Kubernetes Node Drain Cordon Guide

💡 Quick Answer: kubectl cordon <node> marks a node unschedulable (no new pods), kubectl drain <node> evicts all pods and cordons in one step. Always drain with --ignore-daemonsets --delete-emptydir-data for clean maintenance. Uncordon with kubectl uncordon <node> when maintenance is complete.

The Problem

Node maintenance — OS upgrades, kernel patches, hardware replacement — requires moving workloads off nodes without downtime. Incorrectly draining nodes causes:

Application outages from simultaneous pod eviction
Stuck drains from PDB conflicts
Data loss from pods with emptyDir volumes
Orphaned DaemonSet pods blocking the drain

The Solution

Cordon (Mark Unschedulable)

# Prevent new pods from scheduling on the node
kubectl cordon worker-3

# Verify
kubectl get nodes
# NAME       STATUS                     ROLES    AGE
# worker-3   Ready,SchedulingDisabled   worker   90d

# Uncordon when done
kubectl uncordon worker-3

Drain (Evict + Cordon)

# Standard drain for maintenance
kubectl drain worker-3 \
  --ignore-daemonsets \
  --delete-emptydir-data \
  --grace-period=60 \
  --timeout=300s

# Dry run first
kubectl drain worker-3 --dry-run=client \
  --ignore-daemonsets \
  --delete-emptydir-data

Drain Flags

Flag	Purpose
`--ignore-daemonsets`	Skip DaemonSet pods (they can’t be rescheduled)
`--delete-emptydir-data`	Allow evicting pods with emptyDir volumes
`--grace-period=N`	Override pod termination grace period (seconds)
`--timeout=N`	Abort drain if it takes longer than N seconds
`--force`	Delete pods not managed by a controller (bare pods)
`--pod-selector=label`	Only evict pods matching the selector
`--disable-eviction`	Use delete instead of eviction API (bypasses PDB)

Maintenance Window Script

#!/bin/bash
NODE=$1
echo "=== Starting maintenance on $NODE ==="

# Step 1: Cordon
kubectl cordon "$NODE"

# Step 2: Wait for in-flight requests to complete
sleep 30

# Step 3: Drain
kubectl drain "$NODE" \
  --ignore-daemonsets \
  --delete-emptydir-data \
  --grace-period=120 \
  --timeout=600s

if [ $? -ne 0 ]; then
  echo "ERROR: Drain failed. Check PDB conflicts."
  exit 1
fi

echo "=== Node $NODE drained. Perform maintenance. ==="
echo "=== Run: kubectl uncordon $NODE when complete ==="

graph LR
    A[Cordon Node] --> B[Wait for<br/>In-Flight]
    B --> C[Drain Node]
    C --> D[Maintenance]
    D --> E[Uncordon Node]
    E --> F[Verify Pods<br/>Scheduled]
    
    style D fill:#FF9800,color:white
    style F fill:#4CAF50,color:white

Common Issues

“Cannot evict pod” — PDB violation

A PodDisruptionBudget is blocking eviction. Wait for other pods to become ready, or use --disable-eviction as a last resort (bypasses PDB, may cause downtime).

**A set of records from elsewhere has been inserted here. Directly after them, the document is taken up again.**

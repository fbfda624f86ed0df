//! Mizuchi Spool - buffer records locally and ship them to S3
//!
//! Reads newline-delimited records from stdin.

use clap::Parser;
use mizuchi_spool::config::Config;
use mizuchi_spool::metrics::server::MetricsServer;
use mizuchi_spool::spool::Spooler;
use mizuchi_spool::store::S3Store;
use std::borrow::Cow;
use std::path::PathBuf;
use std::sync::Arc;
use tokio::io::{AsyncBufReadExt, BufReader};
use tracing::info;
use tracing_subscriber::EnvFilter;

/// Mizuchi Spool - partitioned local spool with rotation and S3 upload
#[derive(Parser, Debug)]
#[command(name = "mizuchi-spool")]
#[command(author, version, about, long_about = None)]
struct Args {
    /// Path to configuration file
    #[arg(short, long, default_value = "config.yaml")]
    config: PathBuf,

    /// Log level (trace, debug, info, warn, error)
    #[arg(short, long, default_value = "info")]
    log_level: String,

    /// Emit logs as JSON
    #[arg(long)]
    json_logs: bool,

    /// Treat each line as `<key>\t<record>` and spool it under `<key>`
    #[arg(long)]
    keyed: bool,
}

#[tokio::main]
async fn main() -> anyhow::Result<()> {
    let args = Args::parse();
    init_logging(&args.log_level, args.json_logs)?;

    info!("Starting Mizuchi Spool v{}", mizuchi_spool::VERSION);

    let config = Config::load(&args.config)?;
    info!("Loaded configuration from {:?}", args.config);

    let mut metrics_server = if config.metrics.enabled {
        let mut server = MetricsServer::new(&config.metrics);
        server.start().await?;
        Some(server)
    } else {
        None
    };

    let store = Arc::new(S3Store::connect(&config.s3).await);
    let spooler = Spooler::start(&config, store).await?;

    let result = tokio::select! {
        result = pump_stdin(&spooler, &config.buffer.prefix, args.keyed) => result,
        _ = tokio::signal::ctrl_c() => {
            info!("Received Ctrl-C, shutting down");
            Ok(())
        }
    };

    spooler.close().await?;
    if let Some(server) = metrics_server.as_mut() {
        server.shutdown().await;
    }
    result
}

fn init_logging(level: &str, json: bool) -> anyhow::Result<()> {
    let filter = EnvFilter::try_from_default_env().or_else(|_| EnvFilter::try_new(level))?;
    let builder = tracing_subscriber::fmt()
        .with_env_filter(filter)
        .with_target(true)
        .with_writer(std::io::stderr);

    if json {
        tracing::subscriber::set_global_default(builder.json().finish())?;
    } else {
        tracing::subscriber::set_global_default(builder.finish())?;
    }
    Ok(())
}

async fn pump_stdin(spooler: &Spooler, default_key: &str, keyed: bool) -> anyhow::Result<()> {
    let mut lines = BufReader::new(tokio::io::stdin()).split(b'\n');

    // Records are opaque bytes; only a keyed prefix is decoded.
    while let Some(line) = lines.next_segment().await? {
        let (key, record) = split_record(&line, default_key, keyed);
        let mut data = Vec::with_capacity(record.len() + 1);
        data.extend_from_slice(record);
        data.push(b'\n');
        spooler.write_batch([(key, data)]).await?;
    }
    info!("Reached end of input");
    Ok(())
}

fn split_record<'a>(line: &'a [u8], default_key: &'a str, keyed: bool) -> (Cow<'a, str>, &'a [u8]) {
    if keyed {
        if let Some(tab) = line.iter().position(|&b| b == b'\t') {
            return (String::from_utf8_lossy(&line[..tab]), &line[tab + 1..]);
        }
    }
    (Cow::Borrowed(default_key), line)
}
//! Configuration loader with environment variable expansion

use super::{expand_env_vars, Config, ConfigError};
use std::path::Path;

/// Configuration loader
pub struct ConfigLoader;

impl ConfigLoader {
    /// Load configuration from a file
    pub fn load<P: AsRef<Path>>(path: P) -> Result<Config, ConfigError> {
        let content = std::fs::read_to_string(path)?;
        Self::from_yaml_str(&content)
    }

    /// Parse and validate configuration from YAML text
    pub fn from_yaml_str(content: &str) -> Result<Config, ConfigError> {
        let expanded = expand_env_vars(content);
        let config: Config = serde_yaml::from_str(&expanded)?;
        config.validate()?;
        Ok(config)
    }
}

“pod not managed by a controller”

Bare pods (not from a Deployment/StatefulSet) won’t be rescheduled. Use --force to delete them, but understand they’re gone permanently.

Drain takes forever

A pod has a long terminationGracePeriodSeconds or a PreStop hook. Use --grace-period=30 to override, or investigate the stuck pod.

Best Practices

Always drain before maintenance — don’t just power off nodes
Dry run first — --dry-run=client shows what would be evicted
Set PDBs on all production workloads — prevents mass eviction
Drain one node at a time — maintain cluster capacity
Use --timeout — prevent infinite waits from stuck pods
Automate with scripts — cordon → drain → maintain → uncordon

Key Takeaways

cordon prevents new scheduling; drain evicts existing pods AND cordons
--ignore-daemonsets --delete-emptydir-data are needed for most real-world drains
PDBs can block drains — by design, to protect availability
Always uncordon after maintenance to restore scheduling
Drain one node at a time during rolling maintenance windows